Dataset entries
######
#[cfg(test)]
mod tests {
    use super::*;
    use reqwest::StatusCode;
    use serde_json::json;

    fn response_with_headers(headers: Vec<(&str, &str)>) -> ApiResponse {
        ApiResponse {
            status: StatusCode::OK,
            headers: headers
                .into_iter()
                .map(|(k, v)| (k.to_string(), v.to_string()))
                .collect(),
            body: None,
            raw_body: String::new(),
        }
    }

    #[test]
    fn test_identical_trees_have_no_diff() {
        let value = json!({"id": 1, "name": "Alice", "tags": ["a", "b"]});
        assert!(diff_values(&value, &value).is_empty());
    }

    #[test]
    fn test_key_order_is_ignored() {
        let reference = json!({"id": 1, "name": "Alice"});
        let candidate = json!({"name": "Alice", "id": 1});
        assert!(diff_values(&reference, &candidate).is_empty());
        assert!(values_equal(&reference, &candidate));
    }

    #[test]
    fn test_array_order_is_ignored() {
        let reference = json!([1, 2, 3]);
        let candidate = json!([3, 1, 2]);
        assert!(diff_values(&reference, &candidate).is_empty());
    }

    #[test]
    fn test_array_of_objects_order_is_ignored() {
        let reference = json!({"users": [{"id": 1, "name": "Alice"}, {"id": 2, "name": "Bob"}]});
        let candidate = json!({"users": [{"name": "Bob", "id": 2}, {"name": "Alice", "id": 1}]});
        assert!(diff_values(&reference, &candidate).is_empty());
    }

    #[test]
    fn test_duplicate_elements_are_matched_as_multiset() {
        // [1, 1, 2] and [1, 2, 2] share the same element set but not the
        // same multiset, so they must not compare equal.
        let reference = json!([1, 1, 2]);
        let candidate = json!([1, 2, 2]);
        assert!(!values_equal(&reference, &candidate));

        let differences = diff_values(&reference, &candidate);
        assert!(differences
            .iter()
            .any(|d| d.kind == DiffKind::Missing && d.reference == json!(1)));
        assert!(differences
            .iter()
            .any(|d| d.kind == DiffKind::Extra && d.candidate == json!(2)));
    }

    #[test]
    fn test_value_change_records_path() {
        let reference = json!({"user": {"name": "Alice", "age": 30}});
        let candidate = json!({"user": {"name": "Bob", "age": 30}});

        let differences = diff_values(&reference, &candidate);
        assert_eq!(differences.len(), 1);
        assert_eq!(differences[0].path, "user.name");
        assert_eq!(differences[0].kind, DiffKind::ValueChanged);
        assert_eq!(differences[0].reference, json!("Alice"));
        assert_eq!(differences[0].candidate, json!("Bob"));
    }

    #[test]
    fn test_missing_and_extra_keys() {
        let reference = json!({"a": 1, "b": 2});
        let candidate = json!({"b": 2, "c": 3});

        let differences = diff_values(&reference, &candidate);
        assert_eq!(differences.len(), 2);
        assert!(differences
            .iter()
            .any(|d| d.path == "a" && d.kind == DiffKind::Missing));
        assert!(differences
            .iter()
            .any(|d| d.path == "c" && d.kind == DiffKind::Extra));
    }

    #[test]
    fn test_type_change() {
        let differences = diff_values(&json!({"id": 1}), &json!({"id": "1"}));
        assert_eq!(differences.len(), 1);
        assert_eq!(differences[0].kind, DiffKind::TypeChanged);
    }

    #[test]
    fn test_array_length_change() {
        let differences = diff_values(&json!(["a", "b"]), &json!(["a"]));
        assert!(differences
            .iter()
            .any(|d| d.kind == DiffKind::LengthChanged && d.path == "length"));
        assert!(differences
            .iter()
            .any(|d| d.kind == DiffKind::Missing && d.reference == json!("b")));
    }

    #[test]
    fn test_scalar_root_mismatch() {
        let differences = diff_values(&json!(true), &json!(false));
        assert_eq!(differences.len(), 1);
        assert_eq!(differences[0].path, "");
        assert_eq!(differences[0].kind, DiffKind::ValueChanged);
    }

    #[test]
    fn test_header_diff_only_covers_allow_list() {
        let reference = response_with_headers(vec![
            ("content-type", "application/json"),
            ("date", "Mon, 01 Jan 2026 00:00:00 GMT"),
        ]);
        let candidate = response_with_headers(vec![
            ("content-type", "application/json; charset=utf-8"),
            ("date", "Tue, 02 Jan 2026 00:00:00 GMT"),
        ]);

        let mismatches = diff_headers(&reference, &candidate);
        assert_eq!(mismatches.len(), 1);
        let mismatch = &mismatches["content-type"];
        assert_eq!(mismatch.reference.as_deref(), Some("application/json"));
        assert_eq!(
            mismatch.candidate.as_deref(),
            Some("application/json; charset=utf-8")
        );
        assert!(!mismatches.contains_key("date"));
    }

    #[test]
    fn test_header_absent_on_one_side() {
        let reference = response_with_headers(vec![("content-length", "42")]);
        let candidate = response_with_headers(vec![]);

        let mismatches = diff_headers(&reference, &candidate);
        let mismatch = &mismatches["content-length"];
        assert_eq!(mismatch.reference.as_deref(), Some("42"));
        assert_eq!(mismatch.candidate, None);
    }

    #[test]
    fn test_matching_headers_produce_no_diff() {
        let reference = response_with_headers(vec![("Content-Type", "application/json")]);
        let candidate = response_with_headers(vec![("content-type", "application/json")]);
        assert!(diff_headers(&reference, &candidate).is_empty());
    }

    #[test]
    fn test_failed_result_serialization_shape() {
        let result = ComparisonResult::Failed(FailedEndpoint {
            method: "GET".to_string(),
            path: "/users".to_string(),
            success: false,
            error: "connection refused".to_string(),
        });

        let value = serde_json::to_value(&result).unwrap();
        let object = value.as_object().unwrap();
        assert_eq!(object.len(), 4);
        assert_eq!(object["success"], json!(false));
        assert_eq!(object["error"], json!("connection refused"));
        assert!(!object.contains_key("status_match"));
    }

    #[test]
    fn test_comparison_result_roundtrip() {
        let result = ComparisonResult::Compared(ComparedEndpoint {
            method: "GET".to_string(),
            path: "/users/1".to_string(),
            status_match: true,
            body_match: false,
            headers_match: true,
            reference_status: 200,
            candidate_status: 200,
            body_diff: Some(vec![Difference {
                path: "name".to_string(),
                kind: DiffKind::ValueChanged,
                reference: json!("Alice"),
                candidate: json!("Bob"),
            }]),
            header_diff: BTreeMap::new(),
            success: false,
        });

        let json = serde_json::to_string(&result).unwrap();
        let back: ComparisonResult = serde_json::from_str(&json).unwrap();
        match back {
            ComparisonResult::Compared(c) => {
                assert!(!c.success);
                assert_eq!(c.body_diff.as_ref().map(Vec::len), Some(1));
            }
            ComparisonResult::Failed(_) => panic!("expected compared variant"),
        }
    }

    #[test]
    fn test_failure_lines() {
        let result = ComparisonResult::Compared(ComparedEndpoint {
            method: "GET".to_string(),
            path: "/users/1".to_string(),
            status_match: false,
            body_match: false,
            headers_match: true,
            reference_status: 200,
            candidate_status: 500,
            body_diff: Some(vec![Difference {
                path: "name".to_string(),
                kind: DiffKind::ValueChanged,
                reference: json!("Alice"),
                candidate: json!("Bob"),
            }]),
            header_diff: BTreeMap::new(),
            success: false,
        });

        let lines = result.failure_lines();
        assert_eq!(lines.len(), 2);
        assert!(lines[0].contains("200 vs 500"));
        assert!(lines[1].contains("Body differs"));
    }
}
######
What to produce: Transcribe each line of the data exactly, skipping none.

Answer to this exercise:
#[cfg(test)]
mod tests {
    use super::*;
    use reqwest::StatusCode;
    use serde_json::json;

    fn response_with_headers(headers: Vec<(&str, &str)>) -> ApiResponse {
        ApiResponse {
            status: StatusCode::OK,
            headers: headers
                .into_iter()
                .map(|(k, v)| (k.to_string(), v.to_string()))
                .collect(),
            body: None,
            raw_body: String::new(),
        }
    }

    #[test]
    fn test_identical_trees_have_no_diff() {
        let value = json!({"id": 1, "name": "Alice", "tags": ["a", "b"]});
        assert!(diff_values(&value, &value).is_empty());
    }

    #[test]
    fn test_key_order_is_ignored() {
        let reference = json!({"id": 1, "name": "Alice"});
        let candidate = json!({"name": "Alice", "id": 1});
        assert!(diff_values(&reference, &candidate).is_empty());
        assert!(values_equal(&reference, &candidate));
    }

    #[test]
    fn test_array_order_is_ignored() {
        let reference = json!([1, 2, 3]);
        let candidate = json!([3, 1, 2]);
        assert!(diff_values(&reference, &candidate).is_empty());
    }

    #[test]
    fn test_array_of_objects_order_is_ignored() {
        let reference = json!({"users": [{"id": 1, "name": "Alice"}, {"id": 2, "name": "Bob"}]});
        let candidate = json!({"users": [{"name": "Bob", "id": 2}, {"name": "Alice", "id": 1}]});
        assert!(diff_values(&reference, &candidate).is_empty());
    }

    #[test]
    fn test_duplicate_elements_are_matched_as_multiset() {
        // [1, 1, 2] and [1, 2, 2] share the same element set but not the
        // same multiset, so they must not compare equal.
        let reference = json!([1, 1, 2]);
        let candidate = json!([1, 2, 2]);
        assert!(!values_equal(&reference, &candidate));

        let differences = diff_values(&reference, &candidate);
        assert!(differences
            .iter()
            .any(|d| d.kind == DiffKind::Missing && d.reference == json!(1)));
        assert!(differences
            .iter()
            .any(|d| d.kind == DiffKind::Extra && d.candidate == json!(2)));
    }

    #[test]
    fn test_value_change_records_path() {
        let reference = json!({"user": {"name": "Alice", "age": 30}});
        let candidate = json!({"user": {"name": "Bob", "age": 30}});

        let differences = diff_values(&reference, &candidate);
        assert_eq!(differences.len(), 1);
        assert_eq!(differences[0].path, "user.name");
        assert_eq!(differences[0].kind, DiffKind::ValueChanged);
        assert_eq!(differences[0].reference, json!("Alice"));
        assert_eq!(differences[0].candidate, json!("Bob"));
    }

    #[test]
    fn test_missing_and_extra_keys() {
        let reference = json!({"a": 1, "b": 2});
        let candidate = json!({"b": 2, "c": 3});

        let differences = diff_values(&reference, &candidate);
        assert_eq!(differences.len(), 2);
        assert!(differences
            .iter()
            .any(|d| d.path == "a" && d.kind == DiffKind::Missing));
        assert!(differences
            .iter()
            .any(|d| d.path == "c" && d.kind == DiffKind::Extra));
    }

    #[test]
    fn test_type_change() {
        let differences = diff_values(&json!({"id": 1}), &json!({"id": "1"}));
        assert_eq!(differences.len(), 1);
        assert_eq!(differences[0].kind, DiffKind::TypeChanged);
    }

    #[test]
    fn test_array_length_change() {
        let differences = diff_values(&json!(["a", "b"]), &json!(["a"]));
        assert!(differences
            .iter()
            .any(|d| d.kind == DiffKind::LengthChanged && d.path == "length"));
        assert!(differences
            .iter()
            .any(|d| d.kind == DiffKind::Missing && d.reference == json!("b")));
    }

    #[test]
    fn test_scalar_root_mismatch() {
        let differences = diff_values(&json!(true), &json!(false));
        assert_eq!(differences.len(), 1);
        assert_eq!(differences[0].path, "");
        assert_eq!(differences[0].kind, DiffKind::ValueChanged);
    }

    #[test]
    fn test_header_diff_only_covers_allow_list() {
        let reference = response_with_headers(vec![
            ("content-type", "application/json"),
            ("date", "Mon, 01 Jan 2026 00:00:00 GMT"),
        ]);
        let candidate = response_with_headers(vec![
            ("content-type", "application/json; charset=utf-8"),
            ("date", "Tue, 02 Jan 2026 00:00:00 GMT"),
        ]);

        let mismatches = diff_headers(&reference, &candidate);
        assert_eq!(mismatches.len(), 1);
        let mismatch = &mismatches["content-type"];
        assert_eq!(mismatch.reference.as_deref(), Some("application/json"));
        assert_eq!(
            mismatch.candidate.as_deref(),
            Some("application/json; charset=utf-8")
        );
        assert!(!mismatches.contains_key("date"));
    }

    #[test]
    fn test_header_absent_on_one_side() {
        let reference = response_with_headers(vec![("content-length", "42")]);
        let candidate = response_with_headers(vec![]);

        let mismatches = diff_headers(&reference, &candidate);
        let mismatch = &mismatches["content-length"];
        assert_eq!(mismatch.reference.as_deref(), Some("42"));
        assert_eq!(mismatch.candidate, None);
    }

    #[test]
    fn test_matching_headers_produce_no_diff() {
        let reference = response_with_headers(vec![("Content-Type", "application/json")]);
        let candidate = response_with_headers(vec![("content-type", "application/json")]);
        assert!(diff_headers(&reference, &candidate).is_empty());
    }

    #[test]
    fn test_failed_result_serialization_shape() {
        let result = ComparisonResult::Failed(FailedEndpoint {
            method: "GET".to_string(),
            path: "/users".to_string(),
            success: false,
            error: "connection refused".to_string(),
        });

        let value = serde_json::to_value(&result).unwrap();
        let object = value.as_object().unwrap();
        assert_eq!(object.len(), 4);
        assert_eq!(object["success"], json!(false));
        assert_eq!(object["error"], json!("connection refused"));
        assert!(!object.contains_key("status_match"));
    }

    #[test]
    fn test_comparison_result_roundtrip() {
        let result = ComparisonResult::Compared(ComparedEndpoint {
            method: "GET".to_string(),
            path: "/users/1".to_string(),
            status_match: true,
            body_match: false,
            headers_match: true,
            reference_status: 200,
            candidate_status: 200,
            body_diff: Some(vec![Difference {
                path: "name".to_string(),
                kind: DiffKind::ValueChanged,
                reference: json!("Alice"),
                candidate: json!("Bob"),
            }]),
            header_diff: BTreeMap::new(),
            success: false,
        });

        let json = serde_json::to_string(&result).unwrap();
        let back: ComparisonResult = serde_json::from_str(&json).unwrap();
        match back {
            ComparisonResult::Compared(c) => {
                assert!(!c.success);
                assert_eq!(c.body_diff.as_ref().map(Vec::len), Some(1));
            }
            ComparisonResult::Failed(_) => panic!("expected compared variant"),
        }
    }

    #[test]
    fn test_failure_lines() {
        let result = ComparisonResult::Compared(ComparedEndpoint {
            method: "GET".to_string(),
            path: "/users/1".to_string(),
            status_match: false,
            body_match: false,
            headers_match: true,
            reference_status: 200,
            candidate_status: 500,
            body_diff: Some(vec![Difference {
                path: "name".to_string(),
                kind: DiffKind::ValueChanged,
                reference: json!("Alice"),
                candidate: json!("Bob"),
            }]),
            header_diff: BTreeMap::new(),
            success: false,
        });

        let lines = result.failure_lines();
        assert_eq!(lines.len(), 2);
        assert!(lines[0].contains("200 vs 500"));
        assert!(lines[1].contains("Body differs"));
    }
}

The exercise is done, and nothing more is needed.